* Instructions for the task
With the line containing "one program, see" as the starting point, write out each line exactly through the final line of the listing, both ends included.

--- Extracted entries Enclosed Below ---

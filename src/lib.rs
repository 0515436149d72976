//! Generates typed bindings for the interface of GLSL shaders.
//!
//! The `uniform`, `in`, `out` and `const` declarations of a shader (including the files it
//! pulls in with `#include`) are collected into a [`shader::interface::ShaderInterface`] and
//! rendered as TypeScript or Rust source by [`emit`]. A vertex shader and the fragment shader
//! next to it with the same stem are generated together as one program, see
//! [`shader::interface::link`].
//!
//! ```no_run
//! use std::path::Path;
//!
//! let generation = glsl_types::generate(
//!     Path::new("shaders/blur.frag"),
//!     Path::new("shaders"),
//!     Path::new("output"),
//! )?;
//! std::fs::write(&generation.output_path, &generation.artifact.contents)?;
//! # Ok::<(), Box<dyn std::error::Error>>(())
//! ```

pub mod diagnostic;
pub mod emit;
pub mod error;
mod generate;
pub mod shader;
pub mod source;

pub use emit::{GeneratedArtifact, Language};
pub use error::{ErrorKind, GenerationError, Stage, Warning};
pub use generate::{
    generate, is_shader, paired_stage, Generation, Generator, SHADER_EXTENSIONS,
};
pub use shader::ShaderStage;
pub use source::{FileSystem, InMemory, SourceProvider};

--- End of Enclosed Extracted entries ---

* Exercise solution
//! next to it with the same stem are generated together as one program, see
//! [`shader::interface::link`].
//!
//! ```no_run
//! use std::path::Path;
//!
//! let generation = glsl_types::generate(
//!     Path::new("shaders/blur.frag"),
//!     Path::new("shaders"),
//!     Path::new("output"),
//! )?;
//! std::fs::write(&generation.output_path, &generation.artifact.contents)?;
//! # Ok::<(), Box<dyn std::error::Error>>(())
//! ```

pub mod diagnostic;
pub mod emit;
pub mod error;
mod generate;
pub mod shader;
pub mod source;

pub use emit::{GeneratedArtifact, Language};
pub use error::{ErrorKind, GenerationError, Stage, Warning};
pub use generate::{
    generate, is_shader, paired_stage, Generation, Generator, SHADER_EXTENSIONS,
};
pub use shader::ShaderStage;
pub use source::{FileSystem, InMemory, SourceProvider};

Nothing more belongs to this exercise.